Muscle ankyrin-repeat proteins (MARPs) have been shown to serve diverse functions within cardiac and skeletal muscle cells. Apart from their interactions with sarcomeric proteins like titin or myopalladin that locate them along myofilaments, MARPs are able to shuttle to the nucleus where they act as modulators for a variety of transcription factors. The deregulation of MARPs in many cardiac and skeletal myopathies contributes to their use as biomarkers for these diseases. Many of their functions are attributed to their domain composition. MARPs consist of an N-terminal coiled-coil domain responsible for their dimerization. The C-terminus contains a series of ankyrin repeats, whose best-characterized function is to bind to the N2A region of the giant sarcomeric protein titin. Here we investigate the nature of their dimerization and their interaction with titin more closely. We demonstrate that the coiled-coil domain in all MARPs enables their homo- and hetero-dimerization in antiparallel fashion.
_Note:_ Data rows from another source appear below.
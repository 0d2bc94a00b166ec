//! SQLite-backed document store for schema versions and processed records.

use std::path::Path;

use chrono::{DateTime, SecondsFormat, Utc};
use rusqlite::{params, Connection, ErrorCode, OptionalExtension};
use strata_core::{AppError, AppResult};
use strata_schema::{
    ProcessedDocument, SchemaNode, SchemaStore, SchemaVersion, StoreError, StoreResult, VersionId,
};

/// A [`SchemaStore`] persisted in a single SQLite file.
///
/// Version documents are append-only; the `version_number` primary key
/// refuses a second write of the same id.
#[derive(Debug)]
pub struct SqliteStore {
    conn: Connection,
}

impl SqliteStore {
    /// Open (or create) the store at `path`.
    pub fn open(path: &Path) -> AppResult<Self> {
        if let Some(parent) = path.parent() {
            std::fs::create_dir_all(parent)
                .map_err(|e| AppError::Store(format!("Failed to create store directory: {}", e)))?;
        }

        let conn = Connection::open(path)
            .map_err(|e| AppError::Store(format!("Failed to open SQLite store: {}", e)))?;

        conn.execute_batch(
            r#"
            CREATE TABLE IF NOT EXISTS schema_versions (
                version_number INTEGER PRIMARY KEY,
                version TEXT NOT NULL UNIQUE,
                schema TEXT NOT NULL,
                created_at TEXT NOT NULL
            );

            CREATE TABLE IF NOT EXISTS processed_documents (
                id TEXT PRIMARY KEY,
                source_file TEXT NOT NULL,
                processed_at TEXT NOT NULL,
                schema_version TEXT NOT NULL,
                data TEXT NOT NULL
            );

            CREATE INDEX IF NOT EXISTS idx_schema_versions_created
                ON schema_versions(created_at);
            CREATE INDEX IF NOT EXISTS idx_documents_version
                ON processed_documents(schema_version);
            "#,
        )
        .map_err(|e| AppError::Store(format!("Failed to create tables: {}", e)))?;

        tracing::debug!("Opened SQLite store at {:?}", path);
        Ok(Self { conn })
    }

    /// Every schema version, oldest first.
    pub fn list_schema_versions(&self) -> StoreResult<Vec<SchemaVersion>> {
        let mut stmt = self
            .conn
            .prepare(
                "SELECT version, schema, created_at FROM schema_versions
                 ORDER BY version_number ASC",
            )
            .map_err(|e| unavailable("prepare version listing", e))?;

        let rows = stmt
            .query_map([], read_version_row)
            .map_err(|e| unavailable("list schema versions", e))?;

        let mut versions = Vec::new();
        for row in rows {
            let (version, schema, created_at) =
                row.map_err(|e| unavailable("read schema version row", e))?;
            versions.push(decode_version(&version, &schema, &created_at)?);
        }
        Ok(versions)
    }

    /// A single schema version by id.
    pub fn get_schema_version(&self, version: VersionId) -> StoreResult<Option<SchemaVersion>> {
        let row = self
            .conn
            .query_row(
                "SELECT version, schema, created_at FROM schema_versions
                 WHERE version_number = ?1",
                params![version_number(version)?],
                read_version_row,
            )
            .optional()
            .map_err(|e| unavailable("get schema version", e))?;

        row.map(|(version, schema, created_at)| decode_version(&version, &schema, &created_at))
            .transpose()
    }

    /// Number of processed records.
    pub fn count_processed_documents(&self) -> StoreResult<u64> {
        self.conn
            .query_row("SELECT COUNT(*) FROM processed_documents", [], |row| {
                row.get::<_, i64>(0).map(|v| v as u64)
            })
            .map_err(|e| unavailable("count processed documents", e))
    }

    /// Processed record counts grouped by schema version, oldest version
    /// first.
    pub fn processed_counts_by_version(&self) -> StoreResult<Vec<(VersionId, u64)>> {
        let mut stmt = self
            .conn
            .prepare(
                "SELECT schema_version, COUNT(*) FROM processed_documents
                 GROUP BY schema_version",
            )
            .map_err(|e| unavailable("prepare document counts", e))?;

        let rows = stmt
            .query_map([], |row| {
                Ok((row.get::<_, String>(0)?, row.get::<_, i64>(1)?))
            })
            .map_err(|e| unavailable("count documents by version", e))?;

        let mut counts = Vec::new();
        for row in rows {
            let (version, count) = row.map_err(|e| unavailable("read document count", e))?;
            let version: VersionId = version
                .parse()
                .map_err(|e| StoreError::Corrupt(format!("{}", e)))?;
            counts.push((version, count as u64));
        }
        counts.sort_by_key(|(version, _)| *version);
        Ok(counts)
    }
}

impl SchemaStore for SqliteStore {
    fn latest_schema_version(&self) -> StoreResult<Option<SchemaVersion>> {
        let row = self
            .conn
            .query_row(
                "SELECT version, schema, created_at FROM schema_versions
                 ORDER BY created_at DESC, version_number DESC LIMIT 1",
                [],
                read_version_row,
            )
            .optional()
            .map_err(|e| unavailable("load latest schema version", e))?;

        row.map(|(version, schema, created_at)| decode_version(&version, &schema, &created_at))
            .transpose()
    }

    fn save_schema_version(&self, version: &SchemaVersion) -> StoreResult<()> {
        let schema = serde_json::to_string(&version.schema)
            .map_err(|e| StoreError::Unavailable(format!("Failed to serialize schema: {}", e)))?;

        let result = self.conn.execute(
            "INSERT INTO schema_versions (version_number, version, schema, created_at)
             VALUES (?1, ?2, ?3, ?4)",
            params![
                version_number(version.version)?,
                version.version.to_string(),
                schema,
                timestamp(&version.created_at),
            ],
        );

        match result {
            Ok(_) => Ok(()),
            Err(rusqlite::Error::SqliteFailure(err, _))
                if err.code == ErrorCode::ConstraintViolation =>
            {
                Err(StoreError::VersionConflict {
                    version: version.version,
                })
            }
            Err(e) => Err(unavailable("save schema version", e)),
        }
    }

    fn save_processed_document(&self, doc: &ProcessedDocument) -> StoreResult<()> {
        let data = serde_json::to_string(&doc.data)
            .map_err(|e| StoreError::Unavailable(format!("Failed to serialize document: {}", e)))?;

        self.conn
            .execute(
                "INSERT INTO processed_documents (id, source_file, processed_at, schema_version, data)
                 VALUES (?1, ?2, ?3, ?4, ?5)",
                params![
                    doc.id,
                    doc.source_file,
                    timestamp(&doc.processed_at),
                    doc.schema_version.to_string(),
                    data,
                ],
            )
            .map_err(|e| unavailable("save processed document", e))?;

        Ok(())
    }
}

fn unavailable(action: &str, err: rusqlite::Error) -> StoreError {
    StoreError::Unavailable(format!("Failed to {}: {}", action, err))
}

/// Fixed-width UTC timestamps, so text order matches time order.
fn timestamp(at: &DateTime<Utc>) -> String {
    at.to_rfc3339_opts(SecondsFormat::Micros, true)
}

fn version_number(version: VersionId) -> StoreResult<i64> {
    i64::try_from(version.number())
        .map_err(|_| StoreError::Unavailable(format!("{} exceeds the store's range", version)))
}

fn read_version_row(row: &rusqlite::Row<'_>) -> rusqlite::Result<(String, String, String)> {
    Ok((row.get(0)?, row.get(1)?, row.get(2)?))
}

fn decode_version(version: &str, schema: &str, created_at: &str) -> StoreResult<SchemaVersion> {
    let version: VersionId = version
        .parse()
        .map_err(|e| StoreError::Corrupt(format!("{}", e)))?;
    let schema: SchemaNode = serde_json::from_str(schema)
        .map_err(|e| StoreError::Corrupt(format!("schema of {}: {}", version, e)))?;
    let created_at = DateTime::parse_from_rfc3339(created_at)
        .map_err(|e| StoreError::Corrupt(format!("created_at of {}: {}", version, e)))?
        .with_timezone(&Utc);

    Ok(SchemaVersion {
        version,
        schema,
        created_at,
    })
}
Protein complementation experiments indicate further antiparallel binding of the ankyrin repeats to titin's N2A region. Binding of MARP to titin also affects its PKA mediated phosphorylation. We demonstrate further that MARPs themselves are phosphorylated by PKA and PKC, potentially altering their structure or function. These studies elucidate structural relationships within the stretch-responsive MARP/titin complex in cross-striated muscle cells, and may relate to disease relevant posttranslational modifications of MARPs and titin that alter muscle compliance.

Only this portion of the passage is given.